Kinematics connects calculus with motion. Derivatives give velocity and acceleration; integration recovers displacement.

Relationships

• Velocity: \( v = \dfrac{ds}{dt} \).
• Acceleration: \( a = \dfrac{dv}{dt} = \dfrac{d^2 s}{dt^2} \).
• Displacement from velocity: \( s = \int v , dt \) (plus constant).

Worked example 1 — From velocity to displacement

Given \( v(t) = 6t^2 - 4t + 3 \) in \( \pu{m.s-1} \), find displacement \( s(t) \) if \( s(0) = 2 \).

1. Integrate: \( s(t) = \int (6t^2 - 4t + 3) , dt = 2t^3 - 2t^2 + 3t + C \).
2. Apply initial condition: \( 2 = 0 - 0 + 0 + C \) ⇒ \( C = 2 \).
3. Hence \( s(t) = 2t^3 - 2t^2 + 3t + 2 \).

Worked example 2 — Maximum speed

A particle moves with \( s(t) = t^3 - 6t^2 + 9t \). Find the time when speed is greatest for \( t \geq 0 \).

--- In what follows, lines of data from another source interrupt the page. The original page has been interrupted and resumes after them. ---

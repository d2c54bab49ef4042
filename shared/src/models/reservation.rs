//! Reservation (hold) models

use chrono::{DateTime, Utc};
use rust_decimal::Decimal;
use serde::{Deserialize, Serialize};
use uuid::Uuid;

use super::{normalize_lines, ParseEnumError, StockLine};
use crate::types::{BranchId, IngredientId};

/// Reservation lifecycle: ACTIVE -> COMMITTED | RELEASED
#[derive(Debug, Clone, Copy, PartialEq, Eq, Hash, Serialize, Deserialize)]
#[serde(rename_all = "SCREAMING_SNAKE_CASE")]
pub enum ReservationStatus {
    Active,
    Committed,
    Released,
}

impl ReservationStatus {
    pub fn as_str(&self) -> &'static str {
        match self {
            ReservationStatus::Active => "ACTIVE",
            ReservationStatus::Committed => "COMMITTED",
            ReservationStatus::Released => "RELEASED",
        }
    }

    pub fn is_terminal(&self) -> bool {
        !matches!(self, ReservationStatus::Active)
    }

    /// Only ACTIVE rows move, and only into a terminal state
    pub fn can_transition_to(&self, next: ReservationStatus) -> bool {
        matches!(
            (self, next),
            (ReservationStatus::Active, ReservationStatus::Committed)
                | (ReservationStatus::Active, ReservationStatus::Released)
        )
    }
}

impl std::str::FromStr for ReservationStatus {
    type Err = ParseEnumError;

    fn from_str(s: &str) -> Result<Self, Self::Err> {
        match s {
            "ACTIVE" => Ok(ReservationStatus::Active),
            "COMMITTED" => Ok(ReservationStatus::Committed),
            "RELEASED" => Ok(ReservationStatus::Released),
            other => Err(ParseEnumError::new("reservation status", other)),
        }
    }
}

/// Checkout session a hold belongs to
#[derive(Debug, Clone, Copy, PartialEq, Eq, Serialize, Deserialize)]
#[serde(tag = "kind", content = "id", rename_all = "snake_case")]
pub enum HoldOwner {
    Cart(Uuid),
    Guest(Uuid),
}

impl HoldOwner {
    /// Cart wins when both are supplied
    pub fn from_parts(cart_id: Option<Uuid>, guest_id: Option<Uuid>) -> Option<Self> {
        match (cart_id, guest_id) {
            (Some(cart), _) => Some(HoldOwner::Cart(cart)),
            (None, Some(guest)) => Some(HoldOwner::Guest(guest)),
            (None, None) => None,
        }
    }

    pub fn cart_id(&self) -> Option<Uuid> {
        match self {
            HoldOwner::Cart(id) => Some(*id),
            HoldOwner::Guest(_) => None,
        }
    }

    pub fn guest_id(&self) -> Option<Uuid> {
        match self {
            HoldOwner::Guest(id) => Some(*id),
            HoldOwner::Cart(_) => None,
        }
    }
}

/// One ingredient's share of a hold
#[derive(Debug, Clone, PartialEq, Serialize, Deserialize)]
pub struct Reservation {
    pub id: Uuid,
    /// Hold id shared by every row of one order attempt
    pub group_id: Uuid,
    pub branch_id: BranchId,
    pub ingredient_id: IngredientId,
    pub quantity_reserved: Decimal,
    pub unit_code: String,
    pub status: ReservationStatus,
    pub expires_at: DateTime<Utc>,
    pub owner: HoldOwner,
    pub order_id: Option<Uuid>,
    pub created_at: DateTime<Utc>,
    pub committed_at: Option<DateTime<Utc>>,
    pub released_at: Option<DateTime<Utc>>,
}

impl Reservation {
    pub fn is_expired(&self, now: DateTime<Utc>) -> bool {
        self.expires_at < now
    }

    /// Whether `commit` may claim this row at `now`
    pub fn is_committable(&self, now: DateTime<Utc>) -> bool {
        self.status == ReservationStatus::Active && !self.is_expired(now)
    }
}

/// Ledger lines for a set of reservation rows, merged per ingredient
pub fn hold_lines(reservations: &[Reservation]) -> Vec<StockLine> {
    let lines: Vec<StockLine> = reservations
        .iter()
        .map(|r| StockLine::new(r.ingredient_id, r.quantity_reserved))
        .collect();
    normalize_lines(&lines)
}

#[cfg(test)]
mod tests {
    use super::*;
    use chrono::Duration;

    fn reservation(ingredient_id: IngredientId, qty: i64, expires_in: i64) -> Reservation {
        let now = Utc::now();
        Reservation {
            id: Uuid::new_v4(),
            group_id: Uuid::nil(),
            branch_id: 1,
            ingredient_id,
            quantity_reserved: Decimal::from(qty),
            unit_code: "G".to_string(),
            status: ReservationStatus::Active,
            expires_at: now + Duration::minutes(expires_in),
            owner: HoldOwner::Cart(Uuid::nil()),
            order_id: None,
            created_at: now,
            committed_at: None,
            released_at: None,
        }
    }

    #[test]
    fn test_terminal_states_never_reentered() {
        assert!(ReservationStatus::Active.can_transition_to(ReservationStatus::Committed));
        assert!(ReservationStatus::Active.can_transition_to(ReservationStatus::Released));
        assert!(!ReservationStatus::Committed.can_transition_to(ReservationStatus::Released));
        assert!(!ReservationStatus::Released.can_transition_to(ReservationStatus::Active));
        assert!(!ReservationStatus::Released.can_transition_to(ReservationStatus::Committed));
    }

    #[test]
    fn test_expired_hold_not_committable() {
        let r = reservation(5, 10, -1);
        assert!(r.is_expired(Utc::now()));
        assert!(!r.is_committable(Utc::now()));
        assert!(reservation(5, 10, 15).is_committable(Utc::now()));
    }

    #[test]
    fn test_owner_prefers_cart() {
        let cart = Uuid::new_v4();
        let guest = Uuid::new_v4();
        assert_eq!(HoldOwner::from_parts(Some(cart), Some(guest)), Some(HoldOwner::Cart(cart)));
        assert_eq!(HoldOwner::from_parts(None, Some(guest)), Some(HoldOwner::Guest(guest)));
        assert_eq!(HoldOwner::from_parts(None, None), None);
    }

    #[test]
    fn test_hold_lines_sorted() {
        let lines = hold_lines(&[reservation(8, 1, 15), reservation(2, 3, 15)]);
        assert_eq!(lines[0].ingredient_id, 2);
        assert_eq!(lines[1].ingredient_id, 8);
    }
}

1. Velocity: \( v(t) = 3t^2 - 12t + 9 \).
2. Acceleration: \( a(t) = 6t - 12 \).
3. Speed is maximum when \( \dfrac{dv}{dt} = 0 \) and acceleration switches sign → solve \( 6t - 12 = 0 \) giving \( t = 2 \).
4. Check endpoints: \( t = 0 \) gives \( v = 9 \); \( t = 2 \) gives \( v = -3 \) (speed 3); as \( t \to \infty \), \( v \to \infty \).
5. Since quadratic opens upward, minimum occurs at \( t = 2 \) but speed grows thereafter. For restricted interval, consider context; often question restricts to \( 0 \leq t \leq 3 \).
6. Within \( [0, 3] \), compare \( |v(0)| = 9 \), \( |v(2)| = 3 \), \( |v(3)| = 6 \). Greatest speed is \( 9 \pu{m.s-1} \) at \( t = 0 \).

Try this

Given \( a(t) = 12t - 8 \) with \( v(0) = 5 \) and \( s(0) = 0 \), find expressions for \( v(t) \) and \( s(t) \).